По обе стороны Днестра - страница 24
— А мне вот интересно послушать, товарищ Мунтяну. Мы вас слушаем, продолжайте, не стесняйтесь, — секретарь обкома подбодрил замолкнувшую было женщину, и та выложила все, что думала о кооперативе, о своем колхозном бригадире, пьянице и сквернослове, и еще кое о чем.
— Кто еще желает слово сказать? — секретарь обкома поднялся на крыльцо. — Не стесняйтесь, товарищи колхозники, говорите все, что думаете. Не только мне, секретарю обкома, но и вашим руководителям, — он указал на стоящих рядом Мунтяну, Гонцу и Чобу, — будет полезно услышать.
— Я желаю! — раздался негромкий простуженный мужской голос.
— А вы сюда идите, поближе, пусть все видят и слышат, — позвал его секретарь.
На крыльцо взошел крестьянин в рваном полушубке. Он молчал, ища слова. Наконец произнес:
— Это что же получается, не могу никак в толк взять. Советская власть — самая справедливая власть, и потому все должно быть по справедливости. А у нас как получается? Вот, к примеру, возьмем меня. Пусть скажут, — он повернулся вполоборота к начальству, — случался ли день, когда бы я не вышел на работу? Или отказывался?
— Да что там… Знаем мы тебя, работящий мужик, безотказный, раздалось из толпы.
— А раз так, то почему я получил за свой безотказный труд столько же, сколько, к примеру, Карауш Панфил, а он, это всем известно, больше на своем приусадебном участке потел, чем на колхозном поле. Несправедливо, неправильно это. Прошу учетчика показать мою трудовую книжку, хочу своими глазами увидеть, что там записано, а у него, оказывается, и нет вовсе никаких книжек. Всем одинаковые трудодни записывает.
— Правильно говоришь, Танас, — послышались одобрительные возгласы. Нет порядка у нас в колхозе.
Заговорили все разом, перебивая друг друга, словно только и ожидали приезда городского начальства, чтобы высказать наболевшее. Секретарь обкома вслушивался в общий разговор, а когда люди выговорились, сказал:
— Во всем разберемся, товарищи колхозники, для этого и приехали. И в ваших колхозных делах, и в том, что произошло ночью на Днестре. А потом встретимся снова и поговорим. Теперь спокойно возвращайтесь по домам. Люди стали неохотно расходиться. — А у нас с вами, — секретарь обернулся к сельским руководителям, — разговор только начинается.
Мунтяну достал из кармана шинели ключ и отомкнул висячий замок на дверях сельсовета. В кабинете председателя было холодно, почти как на улице, и он, проклиная про себя ночного сторожа деда Гаврилу, поспешил в сарай за дровами. Промерзлые насквозь дрова разгорались медленно, и Мунтяну, чертыхнувшись, отвинтил крышку керосиновой лампы и плеснул керосина в печь. Пламя вспыхнуло, печь загудела, и в комнате сразу стало уютнее. Покончив с растопкой, он сел за свой накрытый зеленым, заляпанным чернильными пятнами сукном стол.
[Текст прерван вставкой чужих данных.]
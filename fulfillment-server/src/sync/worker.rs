//! SyncWorker - 定时触发对账周期
//!
//! 与手动触发共用 [`ReconciliationService::run_sync`] 的互斥守卫，
//! 周期仍在运行时的定时触发会被直接忽略。

use std::sync::Arc;
use tokio::time::{Duration, MissedTickBehavior};
use tokio_util::sync::CancellationToken;

use super::orchestrator::{ReconciliationService, SyncRun};
use shared::util::now_millis;

pub struct SyncWorker {
    service: Arc<ReconciliationService>,
    interval: Duration,
    shutdown: CancellationToken,
}

impl SyncWorker {
    pub fn new(
        service: Arc<ReconciliationService>,
        interval: Duration,
        shutdown: CancellationToken,
    ) -> Self {
        Self {
            service,
            interval,
            shutdown,
        }
    }

    /// 启动后立即执行一次，之后按间隔执行
    pub async fn run(self) {
        tracing::info!(interval_secs = self.interval.as_secs(), "SyncWorker started");

        let mut ticker = tokio::time::interval(self.interval);
        ticker.set_missed_tick_behavior(MissedTickBehavior::Delay);

        loop {
            tokio::select! {
                _ = self.shutdown.cancelled() => {
                    tracing::info!("SyncWorker shutting down");
                    break;
                }
                _ = ticker.tick() => {
                    match self.service.run_sync().await {
                        SyncRun::Skipped => {
                            tracing::debug!("Scheduled sync skipped, previous cycle still running");
                        }
                        SyncRun::Finished(report) => {
                            if let Some(reason) = &report.aborted {
                                tracing::warn!(reason = %reason, "Scheduled sync aborted");
                            }
                        }
                    }
                    let next = now_millis() + self.interval.as_millis() as i64;
                    self.service.set_next_sync(Some(next));
                }
            }
        }

        self.service.set_next_sync(None);
        tracing::info!("SyncWorker stopped");
    }
}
Позади него на стене висел огромный портрет Котовского. Художник-самоучка изобразил прославленного героя в седле, на его любимом Орлике, с обнаженной шашкой в вытянутой руке. Все расселись на добротных резных стульях, перекочевавших сюда из помещичьей усадьбы и резко контрастирующих с убогим убранством помещения.
Секретарь обкома не спешил начинать, с интересом разглядывая портрет.
— Рассказывай, председатель, — наконец сказал он, — что у вас ночью приключилось.
— Да вам уже, верно, доложили, товарищ секретарь обкома. — Мунтяну встал, однако Слободенюк жестом оставил его сидеть. — Ушли, гады недобитые, к своим боярам на ту сторону. Сволочи, кулацкое отродье… Недоглядели…
— Кто конкретно недоглядел, товарищ Мунтяну? — секретарь очень внимательно посмотрел на него.
— А я конкретно, товарищ секретарь обкома. Пограничники, кто же еще. А еще говорят — граница на замке. А замок, оказывается, запросто открывается. Я бы эту контру недобитую в гражданскую этими руками перестрелял, — он вытянул вперед большие натруженные руки с короткими узловатыми пальцами. Желваки на его худом небритом лице жестко заиграли.
— Пограничников мы пока оставим, там разберутся, — вступил в разговор один из незнакомцев в кожанке, тот, что был постарше. — Сколько всего ушло и кто поименно?